Je sais ce qui vous amène, lui dit M. de Tervire, ému lui-même de l’action de son fils. Votre fille a besoin de secours, je viens de lui en envoyer chercher. S’il arrive assez tôt pour elle, je ne laisserai point imparfait le service que j’ai voulu lui rendre, et je ne lui aurai point sauvé la vie pour l’exposer à ne pas vivre heureuse. Allez, Tervire ; votre fille vient tout à l’heure de devenir la mienne : qu’on la porte chez moi ; menez-y votre femme et faites-vous dès aujourd’hui donner au château l’appartement qu’occupait votre mère, et que je vous y trouve logés tous deux quand je reviendrai ce soir. Si madame de Tresle veut bien venir souper avec moi, elle me fera plaisir ; il me tarde déjà de retourner pour changer des dispositions qui ne vous étaient pas favorables ; adieu, je reviendrai de bonne heure ; rejoignez votre fille, et prenez-en soin.

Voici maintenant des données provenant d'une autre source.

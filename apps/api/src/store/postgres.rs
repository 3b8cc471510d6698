//! PostgreSQL index.
//!
//! Inserts run in a transaction holding a transaction-scoped advisory lock on the log key,
//! so appends from several processes to the same (user, company) serialize in the database
//! as well as in-process. `UNIQUE (user_id, company, sequence)` rejects any sequence reuse.

use async_trait::async_trait;
use chrono::{DateTime, Utc};
use sqlx::types::Json;
use sqlx::{FromRow, PgPool};
use uuid::Uuid;

use super::{
    AnalysisEntry, AnalysisKind, AnalysisPayload, CvPointer, CvType, EntryBackend, FileRefs,
    LogHead, LogKey, StoreError, VersionMeta,
};

#[derive(Clone)]
pub struct PgIndex {
    pool: PgPool,
}

impl PgIndex {
    pub fn new(pool: PgPool) -> Self {
        Self { pool }
    }
}

#[derive(FromRow)]
struct EntryRow {
    entry_id: Uuid,
    user_id: Uuid,
    company: String,
    kind: String,
    sequence: i64,
    analysis_timestamp: Option<String>,
    payload: Json<AnalysisPayload>,
    source_file_id: Option<String>,
    output_file_id: Option<String>,
}

impl TryFrom<EntryRow> for AnalysisEntry {
    type Error = StoreError;

    fn try_from(row: EntryRow) -> Result<Self, Self::Error> {
        let kind = row.kind.parse::<AnalysisKind>().map_err(StoreError::Corrupt)?;
        Ok(Self {
            entry_id: row.entry_id,
            user_id: row.user_id,
            company: row.company,
            kind,
            // Legacy rows without a timestamp sort after every timestamped row.
            timestamp: row.analysis_timestamp.unwrap_or_default(),
            sequence: row.sequence,
            payload: row.payload.0,
            refs: FileRefs {
                source_file_id: row.source_file_id,
                output_file_id: row.output_file_id,
            },
        })
    }
}

#[derive(FromRow)]
struct MetaRow {
    entry_id: Uuid,
    sequence: i64,
    analysis_timestamp: Option<String>,
}

#[derive(FromRow)]
struct PointerRow {
    user_id: Uuid,
    company: String,
    cv_type: String,
    file_id: String,
    updated_at: DateTime<Utc>,
}

impl TryFrom<PointerRow> for CvPointer {
    type Error = StoreError;

    fn try_from(row: PointerRow) -> Result<Self, Self::Error> {
        Ok(Self {
            user_id: row.user_id,
            company: row.company,
            cv_type: row.cv_type.parse::<CvType>().map_err(StoreError::Corrupt)?,
            file_id: row.file_id,
            updated_at: row.updated_at,
        })
    }
}

fn lock_name(key: &LogKey) -> String {
    format!("analysis_log:{key}")
}

#[async_trait]
impl EntryBackend for PgIndex {
    fn name(&self) -> &'static str {
        "postgres index"
    }

    async fn insert(&self, entry: &AnalysisEntry) -> Result<(), StoreError> {
        let key = LogKey {
            user_id: entry.user_id,
            company: entry.company.clone(),
        };
        let mut tx = self.pool.begin().await?;

        sqlx::query("SELECT pg_advisory_xact_lock(hashtext($1))")
            .bind(lock_name(&key))
            .execute(&mut *tx)
            .await?;

        sqlx::query(
            r#"
            INSERT INTO analysis_entries
                (entry_id, user_id, company, kind, sequence, analysis_timestamp,
                 payload, source_file_id, output_file_id)
            VALUES ($1, $2, $3, $4, $5, $6, $7, $8, $9)
            "#,
        )
        .bind(entry.entry_id)
        .bind(entry.user_id)
        .bind(&entry.company)
        .bind(entry.kind.as_str())
        .bind(entry.sequence)
        .bind(&entry.timestamp)
        .bind(Json(&entry.payload))
        .bind(&entry.refs.source_file_id)
        .bind(&entry.refs.output_file_id)
        .execute(&mut *tx)
        .await?;

        tx.commit().await?;
        Ok(())
    }

    async fn remove(
        &self,
        key: &LogKey,
        kind: AnalysisKind,
        entry_id: Uuid,
    ) -> Result<(), StoreError> {
        sqlx::query(
            "DELETE FROM analysis_entries
             WHERE user_id = $1 AND company = $2 AND kind = $3 AND entry_id = $4",
        )
        .bind(key.user_id)
        .bind(&key.company)
        .bind(kind.as_str())
        .bind(entry_id)
        .execute(&self.pool)
        .await?;
        Ok(())
    }

    async fn latest(
        &self,
        key: &LogKey,
        kind: AnalysisKind,
    ) -> Result<Option<AnalysisEntry>, StoreError> {
        let row: Option<EntryRow> = sqlx::query_as(
            r#"
            SELECT entry_id, user_id, company, kind, sequence, analysis_timestamp,
                   payload, source_file_id, output_file_id
            FROM analysis_entries
            WHERE user_id = $1 AND company = $2 AND kind = $3
            ORDER BY analysis_timestamp DESC NULLS LAST, sequence DESC
            LIMIT 1
            "#,
        )
        .bind(key.user_id)
        .bind(&key.company)
        .bind(kind.as_str())
        .fetch_optional(&self.pool)
        .await?;

        row.map(AnalysisEntry::try_from).transpose()
    }

    async fn list(&self, key: &LogKey, kind: AnalysisKind) -> Result<Vec<VersionMeta>, StoreError> {
        let rows: Vec<MetaRow> = sqlx::query_as(
            r#"
            SELECT entry_id, sequence, analysis_timestamp
            FROM analysis_entries
            WHERE user_id = $1 AND company = $2 AND kind = $3
            ORDER BY analysis_timestamp DESC NULLS LAST, sequence DESC
            "#,
        )
        .bind(key.user_id)
        .bind(&key.company)
        .bind(kind.as_str())
        .fetch_all(&self.pool)
        .await?;

        Ok(rows
            .into_iter()
            .map(|row| VersionMeta {
                entry_id: row.entry_id,
                kind,
                timestamp: row.analysis_timestamp.unwrap_or_default(),
                sequence: row.sequence,
            })
            .collect())
    }

    async fn head(&self, key: &LogKey) -> Result<Option<LogHead>, StoreError> {
        let row: Option<MetaRow> = sqlx::query_as(
            r#"
            SELECT entry_id, sequence, analysis_timestamp
            FROM analysis_entries
            WHERE user_id = $1 AND company = $2
            ORDER BY sequence DESC
            LIMIT 1
            "#,
        )
        .bind(key.user_id)
        .bind(&key.company)
        .fetch_optional(&self.pool)
        .await?;

        Ok(row.map(|row| LogHead {
            sequence: row.sequence,
            timestamp: row.analysis_timestamp.unwrap_or_default(),
        }))
    }

    async fn purge(&self, key: &LogKey) -> Result<usize, StoreError> {
        let mut tx = self.pool.begin().await?;
        let removed = sqlx::query("DELETE FROM analysis_entries WHERE user_id = $1 AND company = $2")
            .bind(key.user_id)
            .bind(&key.company)
            .execute(&mut *tx)
            .await?
            .rows_affected();
        sqlx::query("DELETE FROM cv_pointers WHERE user_id = $1 AND company = $2")
            .bind(key.user_id)
            .bind(&key.company)
            .execute(&mut *tx)
            .await?;
        tx.commit().await?;
        Ok(removed as usize)
    }

    async fn set_pointer(&self, pointer: &CvPointer) -> Result<(), StoreError> {
        sqlx::query(
            r#"
            INSERT INTO cv_pointers (user_id, company, cv_type, file_id, updated_at)
            VALUES ($1, $2, $3, $4, $5)
            ON CONFLICT (user_id, company, cv_type) DO UPDATE SET
                file_id = EXCLUDED.file_id,
                updated_at = EXCLUDED.updated_at
            "#,
        )
        .bind(pointer.user_id)
        .bind(&pointer.company)
        .bind(pointer.cv_type.as_str())
        .bind(&pointer.file_id)
        .bind(pointer.updated_at)
        .execute(&self.pool)
        .await?;
        Ok(())
    }

    async fn pointer(
        &self,
        key: &LogKey,
        cv_type: CvType,
    ) -> Result<Option<CvPointer>, StoreError> {
        let row: Option<PointerRow> = sqlx::query_as(
            r#"
            SELECT user_id, company, cv_type, file_id, updated_at
            FROM cv_pointers
            WHERE user_id = $1 AND company = $2 AND cv_type = $3
            "#,
        )
        .bind(key.user_id)
        .bind(&key.company)
        .bind(cv_type.as_str())
        .fetch_optional(&self.pool)
        .await?;

        row.map(CvPointer::try_from).transpose()
    }
}
use axum::{extract::State, Json};
use serde_json::{json, Value};

use crate::state::AppState;

/// GET /health
/// Returns a simple status object with service version and the active scoring policy.
pub async fn health_handler(State(state): State<AppState>) -> Json<Value> {
    Json(json!({
        "status": "ok",
        "version": env!("CARGO_PKG_VERSION"),
        "service": "ats-engine",
        "scoring_policy": state.engine.policy().version,
        "index": state.index_backend
    }))
}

Mon père, qui était toujours resté à ses genoux, et à qui son attendrissement et sa joie ôtaient la force de parler, ne put encore le remercier ici qu’en baignant de ses larmes une main qu’il lui avait tendue, et qu’en élevant les siennes quand il le vit s’éloigner.

Il revint à moi, qu’on avait mise entre les mains de la nourrice qu’il avait amenée, nous conduisit toutes deux au château, où la jardinière qui allait partir me prit ; nous quitta ensuite pour informer sa femme et sa belle-mère d’un événement si consolant, les amena toutes deux chez son père, au devant de qui son impatience le fit aller sur la fin du jour, et à la place duquel il ne trouva qu’un valet qu’on lui dépêchait pour le faire venir, et pour l’avertir que M. de Tervire était subitement tombé dans une si grande défaillance qu’il ne parlait plus, et où enfin il expira avant que son fils fût arrivé. Quel coup de foudre pour mon père et pour ma mère ! et quelle différence de sort pour moi !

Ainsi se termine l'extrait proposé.